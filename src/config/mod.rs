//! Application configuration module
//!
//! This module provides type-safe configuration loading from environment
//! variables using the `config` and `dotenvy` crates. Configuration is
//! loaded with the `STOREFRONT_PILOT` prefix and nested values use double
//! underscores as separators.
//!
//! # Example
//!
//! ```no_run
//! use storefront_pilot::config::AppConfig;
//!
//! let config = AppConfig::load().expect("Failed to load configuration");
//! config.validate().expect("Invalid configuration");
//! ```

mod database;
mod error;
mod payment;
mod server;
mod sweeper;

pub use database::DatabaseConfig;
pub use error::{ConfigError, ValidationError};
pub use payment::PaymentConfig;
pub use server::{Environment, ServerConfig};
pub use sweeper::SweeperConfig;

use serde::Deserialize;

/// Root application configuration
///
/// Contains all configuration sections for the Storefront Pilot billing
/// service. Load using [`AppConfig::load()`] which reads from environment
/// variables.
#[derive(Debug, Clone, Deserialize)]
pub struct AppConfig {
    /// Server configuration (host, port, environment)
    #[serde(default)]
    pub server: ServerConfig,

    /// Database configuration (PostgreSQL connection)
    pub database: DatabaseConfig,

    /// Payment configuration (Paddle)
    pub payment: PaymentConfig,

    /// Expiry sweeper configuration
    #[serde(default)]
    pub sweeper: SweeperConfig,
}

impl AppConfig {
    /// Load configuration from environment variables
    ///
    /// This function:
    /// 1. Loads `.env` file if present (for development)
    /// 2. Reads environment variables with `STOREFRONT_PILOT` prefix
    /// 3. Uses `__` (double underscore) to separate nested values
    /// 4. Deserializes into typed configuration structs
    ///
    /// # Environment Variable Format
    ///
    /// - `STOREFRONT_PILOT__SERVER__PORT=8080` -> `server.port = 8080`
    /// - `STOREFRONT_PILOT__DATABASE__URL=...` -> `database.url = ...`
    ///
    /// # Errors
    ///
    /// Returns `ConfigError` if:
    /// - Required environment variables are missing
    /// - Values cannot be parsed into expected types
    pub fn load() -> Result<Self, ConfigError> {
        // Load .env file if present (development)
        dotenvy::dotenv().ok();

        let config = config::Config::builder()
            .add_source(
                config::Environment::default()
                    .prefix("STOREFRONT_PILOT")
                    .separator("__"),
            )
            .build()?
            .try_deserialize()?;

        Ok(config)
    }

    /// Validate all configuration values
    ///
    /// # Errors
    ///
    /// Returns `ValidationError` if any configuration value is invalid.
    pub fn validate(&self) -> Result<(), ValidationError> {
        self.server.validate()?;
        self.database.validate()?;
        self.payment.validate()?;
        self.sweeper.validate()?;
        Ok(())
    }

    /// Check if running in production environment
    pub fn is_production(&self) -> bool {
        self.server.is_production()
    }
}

● ● ● ● ●

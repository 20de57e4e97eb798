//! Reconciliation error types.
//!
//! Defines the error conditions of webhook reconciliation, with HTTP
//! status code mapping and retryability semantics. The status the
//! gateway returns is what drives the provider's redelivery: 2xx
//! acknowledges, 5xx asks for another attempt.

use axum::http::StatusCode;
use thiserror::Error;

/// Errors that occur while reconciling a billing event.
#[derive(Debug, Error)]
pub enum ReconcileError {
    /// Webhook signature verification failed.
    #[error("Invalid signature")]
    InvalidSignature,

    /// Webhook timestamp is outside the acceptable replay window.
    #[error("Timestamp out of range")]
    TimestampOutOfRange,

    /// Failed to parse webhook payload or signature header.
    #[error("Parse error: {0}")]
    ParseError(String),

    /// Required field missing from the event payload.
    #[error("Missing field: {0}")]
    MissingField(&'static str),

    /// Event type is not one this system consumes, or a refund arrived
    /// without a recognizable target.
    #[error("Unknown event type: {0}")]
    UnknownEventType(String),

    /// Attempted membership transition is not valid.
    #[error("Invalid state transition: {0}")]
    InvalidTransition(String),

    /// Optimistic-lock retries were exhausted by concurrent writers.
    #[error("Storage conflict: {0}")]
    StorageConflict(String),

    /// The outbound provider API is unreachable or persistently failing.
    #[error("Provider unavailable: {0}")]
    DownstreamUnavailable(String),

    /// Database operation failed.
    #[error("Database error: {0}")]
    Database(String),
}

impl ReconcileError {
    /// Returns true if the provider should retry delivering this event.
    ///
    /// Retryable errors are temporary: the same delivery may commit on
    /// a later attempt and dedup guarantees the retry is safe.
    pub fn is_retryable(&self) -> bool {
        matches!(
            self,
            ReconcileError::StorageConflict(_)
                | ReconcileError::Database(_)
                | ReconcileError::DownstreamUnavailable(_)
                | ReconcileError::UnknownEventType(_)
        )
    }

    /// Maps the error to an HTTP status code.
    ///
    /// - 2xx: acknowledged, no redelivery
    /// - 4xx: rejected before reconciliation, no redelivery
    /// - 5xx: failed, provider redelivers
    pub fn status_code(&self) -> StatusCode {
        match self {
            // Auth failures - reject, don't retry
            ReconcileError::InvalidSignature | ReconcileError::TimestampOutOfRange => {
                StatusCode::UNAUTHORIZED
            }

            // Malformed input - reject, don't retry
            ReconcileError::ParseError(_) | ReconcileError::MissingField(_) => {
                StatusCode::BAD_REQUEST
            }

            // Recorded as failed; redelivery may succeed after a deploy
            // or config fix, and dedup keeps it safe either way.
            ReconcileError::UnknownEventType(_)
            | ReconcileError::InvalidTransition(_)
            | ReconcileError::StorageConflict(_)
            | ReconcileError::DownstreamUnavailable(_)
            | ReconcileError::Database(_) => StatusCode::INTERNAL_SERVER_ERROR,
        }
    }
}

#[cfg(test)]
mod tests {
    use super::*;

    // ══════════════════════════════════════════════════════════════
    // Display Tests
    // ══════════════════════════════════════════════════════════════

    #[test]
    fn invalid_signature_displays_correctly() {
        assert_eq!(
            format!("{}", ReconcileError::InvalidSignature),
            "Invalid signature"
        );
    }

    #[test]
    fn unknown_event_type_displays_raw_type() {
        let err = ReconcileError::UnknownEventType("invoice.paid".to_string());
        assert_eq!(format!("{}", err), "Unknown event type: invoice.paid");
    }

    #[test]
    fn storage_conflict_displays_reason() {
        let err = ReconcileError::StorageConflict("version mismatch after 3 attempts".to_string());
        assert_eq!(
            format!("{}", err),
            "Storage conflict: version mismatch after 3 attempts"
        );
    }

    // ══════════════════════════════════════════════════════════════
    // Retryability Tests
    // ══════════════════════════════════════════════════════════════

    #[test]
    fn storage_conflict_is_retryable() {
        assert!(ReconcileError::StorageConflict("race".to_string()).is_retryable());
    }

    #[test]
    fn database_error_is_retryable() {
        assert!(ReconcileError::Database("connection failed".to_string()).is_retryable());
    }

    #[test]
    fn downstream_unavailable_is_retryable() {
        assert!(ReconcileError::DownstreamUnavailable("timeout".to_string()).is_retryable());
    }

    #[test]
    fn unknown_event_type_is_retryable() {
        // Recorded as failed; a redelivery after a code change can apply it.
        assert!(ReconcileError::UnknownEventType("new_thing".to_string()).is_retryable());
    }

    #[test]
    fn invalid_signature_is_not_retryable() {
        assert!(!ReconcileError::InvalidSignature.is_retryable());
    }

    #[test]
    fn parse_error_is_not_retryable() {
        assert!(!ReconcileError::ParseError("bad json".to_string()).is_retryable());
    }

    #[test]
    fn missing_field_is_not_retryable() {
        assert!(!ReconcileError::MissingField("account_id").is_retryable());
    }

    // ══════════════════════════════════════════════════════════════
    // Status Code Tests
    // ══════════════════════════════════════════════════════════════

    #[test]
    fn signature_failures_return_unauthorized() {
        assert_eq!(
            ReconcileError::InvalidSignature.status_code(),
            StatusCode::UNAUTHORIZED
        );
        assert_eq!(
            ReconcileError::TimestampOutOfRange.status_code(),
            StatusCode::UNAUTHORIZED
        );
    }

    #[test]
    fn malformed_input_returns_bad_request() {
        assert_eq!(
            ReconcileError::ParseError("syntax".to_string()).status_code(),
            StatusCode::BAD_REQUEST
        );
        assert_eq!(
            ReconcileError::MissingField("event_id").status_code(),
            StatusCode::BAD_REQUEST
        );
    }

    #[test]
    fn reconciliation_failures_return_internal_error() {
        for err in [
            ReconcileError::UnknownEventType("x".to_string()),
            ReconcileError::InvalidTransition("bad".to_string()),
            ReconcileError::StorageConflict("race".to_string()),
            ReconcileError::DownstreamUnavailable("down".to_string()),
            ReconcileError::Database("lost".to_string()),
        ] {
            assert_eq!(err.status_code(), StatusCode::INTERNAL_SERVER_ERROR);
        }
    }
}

● ● ● ● ●

WORK REQUEST: Please return the lines above that run from the line containing "filename src/config/mod.rs" to the line containing "separate nested values", inclusive, exactly and with no other lines.

TASK SOLUTION:
filename src/config/mod.rs
//! Application configuration module
//!
//! This module provides type-safe configuration loading from environment
//! variables using the `config` and `dotenvy` crates. Configuration is
//! loaded with the `STOREFRONT_PILOT` prefix and nested values use double
//! underscores as separators.
//!
//! # Example
//!
//! ```no_run
//! use storefront_pilot::config::AppConfig;
//!
//! let config = AppConfig::load().expect("Failed to load configuration");
//! config.validate().expect("Invalid configuration");
//! ```

mod database;
mod error;
mod payment;
mod server;
mod sweeper;

pub use database::DatabaseConfig;
pub use error::{ConfigError, ValidationError};
pub use payment::PaymentConfig;
pub use server::{Environment, ServerConfig};
pub use sweeper::SweeperConfig;

use serde::Deserialize;

/// Root application configuration
///
/// Contains all configuration sections for the Storefront Pilot billing
/// service. Load using [`AppConfig::load()`] which reads from environment
/// variables.
#[derive(Debug, Clone, Deserialize)]
pub struct AppConfig {
    /// Server configuration (host, port, environment)
    #[serde(default)]
    pub server: ServerConfig,

    /// Database configuration (PostgreSQL connection)
    pub database: DatabaseConfig,

    /// Payment configuration (Paddle)
    pub payment: PaymentConfig,

    /// Expiry sweeper configuration
    #[serde(default)]
    pub sweeper: SweeperConfig,
}

impl AppConfig {
    /// Load configuration from environment variables
    ///
    /// This function:
    /// 1. Loads `.env` file if present (for development)
    /// 2. Reads environment variables with `STOREFRONT_PILOT` prefix
    /// 3. Uses `__` (double underscore) to separate nested values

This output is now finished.